Brevity dictates a mere “shalom aleichem” to the Pope, but criticizing the Argentine Dictatorship during the so-called “Dirty War” showed that he had courage. Not enough though for many Left-wing commentators who claimed that his criticism was not explicit or loud enough. Conservative Bishops and Cardinals criticized for being too Left leaning. Yet others bemoaned his response to the revelations of scale of child abuse by Catholic Priests.


His record of affection for the Jewish Community is much less ambiguous. Of course, many Jews were upset when the Vatican recognized the “State of Palestine.” On the plus side of the Pope’s Jewish ledger shows a long history of support and even love for Jews.

In 2005, he was the first public figure to sign a statement against the Iranian sponsored terrorist bombing of the Jewish Community Center in Buenos Aires.

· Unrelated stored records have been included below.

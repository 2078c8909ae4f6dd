//! Validation of author config into an immutable `ResolvedConfig`
//!
//! Invalid configuration is an authoring bug, so every check fails with a
//! descriptive error instead of coercing the value.

use serde::{Deserialize, Serialize};
use std::collections::HashSet;
use thiserror::Error;
use tracing::debug;

use crate::config::input::{BreakpointInput, OverlayConfig};
use crate::constants::defaults;
use crate::types::MatchStrategy;

/// Errors raised while normalizing a configuration
#[derive(Debug, Clone, PartialEq, Error)]
pub enum ConfigError {
    #[error("breakpoint at position {index} needs an id")]
    MissingId { index: usize },

    #[error("duplicate breakpoint id detected: {id}")]
    DuplicateId { id: String },

    #[error("breakpoint {id} needs a min/max width")]
    MissingBounds { id: String },

    #[error("breakpoint {id} does not match required strategy {expected} (inferred {inferred})")]
    StrategyMismatch {
        id: String,
        expected: MatchStrategy,
        inferred: MatchStrategy,
    },

    #[error("breakpoint {id} has an invalid {field} value: {value}")]
    InvalidBound {
        id: String,
        field: &'static str,
        value: f64,
    },

    #[error("breakpoint {id} has minWidth greater than maxWidth")]
    InvertedRange { id: String },

    #[error("debounceMs has an invalid value: {value}")]
    InvalidDebounce { value: f64 },
}

/// Breakpoint with explicit bounds and the strategy its shape implies
#[derive(Debug, Clone, PartialEq, Serialize, Deserialize)]
#[serde(rename_all = "camelCase")]
pub struct NormalizedBreakpoint {
    pub id: String,
    pub label: String,
    pub min_width: Option<f64>,
    pub max_width: Option<f64>,
    pub inferred_strategy: MatchStrategy,
}

/// Fully validated configuration used by the runtime.
/// Never mutated; updates build a new one.
#[derive(Debug, Clone, PartialEq, Serialize, Deserialize)]
#[serde(rename_all = "camelCase")]
pub struct ResolvedConfig {
    pub schema_version: u32,
    /// Author order, which is also resolution priority
    pub breakpoints: Vec<NormalizedBreakpoint>,
    pub hotkey: String,
    pub debounce_ms: f64,
}

impl Default for ResolvedConfig {
    fn default() -> Self {
        Self {
            schema_version: defaults::SCHEMA_VERSION,
            breakpoints: Vec::new(),
            hotkey: defaults::HOTKEY.to_string(),
            debounce_ms: defaults::DEBOUNCE_MS,
        }
    }
}

impl From<&NormalizedBreakpoint> for BreakpointInput {
    fn from(bp: &NormalizedBreakpoint) -> Self {
        Self {
            id: bp.id.clone(),
            label: Some(bp.label.clone()),
            min_width: bp.min_width,
            max_width: bp.max_width,
        }
    }
}

impl From<&ResolvedConfig> for OverlayConfig {
    fn from(config: &ResolvedConfig) -> Self {
        Self {
            match_strategy: None,
            breakpoints: Some(config.breakpoints.iter().map(BreakpointInput::from).collect()),
            hotkey: Some(config.hotkey.clone()),
            debounce_ms: Some(config.debounce_ms),
        }
    }
}

fn infer_strategy(breakpoint: &BreakpointInput) -> Option<MatchStrategy> {
    match (breakpoint.min_width, breakpoint.max_width) {
        (Some(_), Some(_)) => Some(MatchStrategy::Range),
        (Some(_), None) => Some(MatchStrategy::MinWidth),
        (None, Some(_)) => Some(MatchStrategy::MaxWidth),
        (None, None) => None,
    }
}

fn check_bound(value: Option<f64>, field: &'static str, id: &str) -> Result<Option<f64>, ConfigError> {
    match value {
        Some(v) if !v.is_finite() || v < 0.0 => Err(ConfigError::InvalidBound {
            id: id.to_string(),
            field,
            value: v,
        }),
        other => Ok(other),
    }
}

fn normalize_breakpoint(
    breakpoint: &BreakpointInput,
    explicit: Option<MatchStrategy>,
) -> Result<NormalizedBreakpoint, ConfigError> {
    let id = breakpoint.id.as_str();
    let inferred_strategy = infer_strategy(breakpoint)
        .ok_or_else(|| ConfigError::MissingBounds { id: id.to_string() })?;

    if let Some(expected) = explicit
        && expected != inferred_strategy
    {
        return Err(ConfigError::StrategyMismatch {
            id: id.to_string(),
            expected,
            inferred: inferred_strategy,
        });
    }

    let min_width = check_bound(breakpoint.min_width, "minWidth", id)?;
    let max_width = check_bound(breakpoint.max_width, "maxWidth", id)?;

    if let (Some(min), Some(max)) = (min_width, max_width)
        && min > max
    {
        return Err(ConfigError::InvertedRange { id: id.to_string() });
    }

    Ok(NormalizedBreakpoint {
        id: id.to_string(),
        label: breakpoint.label.clone().unwrap_or_else(|| id.to_string()),
        min_width,
        max_width,
        inferred_strategy,
    })
}

/// Validate `config` and fill in defaults.
/// `None` yields the default configuration with no breakpoints.
pub fn normalize(config: Option<&OverlayConfig>) -> Result<ResolvedConfig, ConfigError> {
    let Some(config) = config else {
        return Ok(ResolvedConfig::default());
    };

    let provided = config.breakpoints.as_deref().unwrap_or_default();
    let mut seen = HashSet::with_capacity(provided.len());
    let mut breakpoints = Vec::with_capacity(provided.len());

    for (index, breakpoint) in provided.iter().enumerate() {
        if breakpoint.id.is_empty() {
            return Err(ConfigError::MissingId { index });
        }
        if !seen.insert(breakpoint.id.as_str()) {
            return Err(ConfigError::DuplicateId {
                id: breakpoint.id.clone(),
            });
        }
        breakpoints.push(normalize_breakpoint(breakpoint, config.match_strategy)?);
    }

    let debounce_ms = match config.debounce_ms {
        Some(v) if !v.is_finite() || v < 0.0 => return Err(ConfigError::InvalidDebounce { value: v }),
        Some(v) => v,
        None => defaults::DEBOUNCE_MS,
    };

    debug!(
        breakpoints = breakpoints.len(),
        strategy = ?config.match_strategy,
        "Normalized overlay config"
    );

    Ok(ResolvedConfig {
        schema_version: defaults::SCHEMA_VERSION,
        breakpoints,
        hotkey: config
            .hotkey
            .clone()
            .unwrap_or_else(|| defaults::HOTKEY.to_string()),
        debounce_ms,
    })
}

Furthermore, Pope Francis reaffirmed his steadfast support for a Jewish homeland in the state of Israel in May 2015, stating during an interview that, “Anyone who does not recognize the Jewish people and the State of Israel – and their right to exist – is guilty of anti-Semitism.”

He became the third Pope to visit the Auschwitz concentration camp on July 29, 2016.

The image I think that best captures Pope Francis’ relationship with the Jewish people came when President Rivlin of Israel visited the Vatican. His assistant, Rivkah Ravitz, apologized for declining to shake the Pope’s hand because it was against halachah and because he was wearing a Cross.

Pope Francis brilliantly diffused the situation by covering his cross and bowing to Ravitz instead.

Recently much of the Jewish media has declared that all this good work has been undermined because of what he said on August 11, at a homily in the Vatican.

Francis declared, “G-d offered them (the Jews) the Torah, so they could understand His will and live in justice. We have to think that at that time, a law like this was necessary, it was a tremendous gift that G-d gave his people.”

Then he continued, “The law however does not give life…It does not offer the fulfillment of the promise because it is not capable of being able to fulfill it … “Those who seek life,” he declared, “need to look to the promise and to its fulfillment in the founder of Christianity.”

Francis has been urged by Israel’s Chief Rabbinate to clarify his comments on Torah and retract his remarks, which they said might lead to ‘derogatory conclusions’ about Jews.

Other Jewish voices joined the outcry. These even included secular Jews, who as they personally agree that the Torah is outdated and irrelevant, failed to see the hypocrisy in their outrage.

I must admit to being confused at all the anger and consternation. I am not in the slightest offended by what the Pope said. He simply and honestly stated the classic Christian position and not in a way designed to offend or hurt.

What would offend me would be if he, like so many today, was trying to be dishonest and hide what his religion believes and says. That is something I experienced more times than I could count when teaching at University or Broadcasting on BBC.

I recall an example that occurred twenty-years ago at England’s Manchester University. I was the Chaplain to the Jewish students at the time and three times a year all the various religion’s representatives met to get to know each other and discuss common concerns.

Once, I arrived a little late (people simply don’t do that in England, even the Jewish ones.) and quietly took my seat. One of my Christian colleagues was giving a talk and I was keen not to disturb her presentation.

It is a strange phenomenon, but whenever I came into a meeting like that, every set of eyes turned to me. The female Vicar wound up her lecture explaining that she and her sisters don’t pray to “G-d the Father” as they found that “sexist.” Instead, they prayed to, “G-d the Mother.”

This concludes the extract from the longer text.